**EXTRACTED DATA:**
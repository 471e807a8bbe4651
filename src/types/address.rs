//! Standard internal addresses.

use crate::error::CodecError;
use crate::types::hash::Hash;
use std::fmt;
use std::str::FromStr;

/// Basechain id.
pub const BASECHAIN: i8 = 0;
/// Masterchain id.
pub const MASTERCHAIN: i8 = -1;

/// Account address: signed workchain id plus 256-bit account id.
///
/// On the wire this is the `addr_std` form: tag `10`, anycast flag `0`,
/// 8-bit workchain, 256-bit account id. See
/// [`Builder::store_address`](crate::cell::Builder::store_address).
#[derive(Clone, Copy, Debug, PartialEq, Eq, Hash, Ord, PartialOrd)]
pub struct Address {
    pub workchain: i8,
    pub hash: Hash,
}

impl Address {
    pub const fn new(workchain: i8, hash: Hash) -> Self {
        Self { workchain, hash }
    }

    /// Address on the basechain.
    pub const fn basechain(hash: Hash) -> Self {
        Self::new(BASECHAIN, hash)
    }
}

impl fmt::Display for Address {
    /// Raw form, `<workchain>:<64 hex chars>`.
    fn fmt(&self, f: &mut fmt::Formatter<'_>) -> fmt::Result {
        write!(f, "{}:{}", self.workchain, self.hash)
    }
}

impl FromStr for Address {
    type Err = CodecError;

    /// Parses the raw form produced by `Display`.
    fn from_str(s: &str) -> Result<Self, Self::Err> {
        let invalid = || CodecError::InvalidAddress(s.to_string());
        let (wc, hex) = s.split_once(':').ok_or_else(invalid)?;
        let workchain = wc.parse::<i8>().map_err(|_| invalid())?;
        let hash = Hash::from_hex(hex).ok_or_else(invalid)?;
        Ok(Address::new(workchain, hash))
    }
}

**INSTRUCTIONS FOR THE TASK:**
What is needed is a verbatim copy of every line in the records above from the one containing "pub const fn new(workchain: i8, hash: Hash)" down to the one containing "type Err = CodecError;", both included, and nothing more.

**EXPECTED ANSWER:**
    pub const fn new(workchain: i8, hash: Hash) -> Self {
        Self { workchain, hash }
    }

    /// Address on the basechain.
    pub const fn basechain(hash: Hash) -> Self {
        Self::new(BASECHAIN, hash)
    }
}

impl fmt::Display for Address {
    /// Raw form, `<workchain>:<64 hex chars>`.
    fn fmt(&self, f: &mut fmt::Formatter<'_>) -> fmt::Result {
        write!(f, "{}:{}", self.workchain, self.hash)
    }
}

impl FromStr for Address {
    type Err = CodecError;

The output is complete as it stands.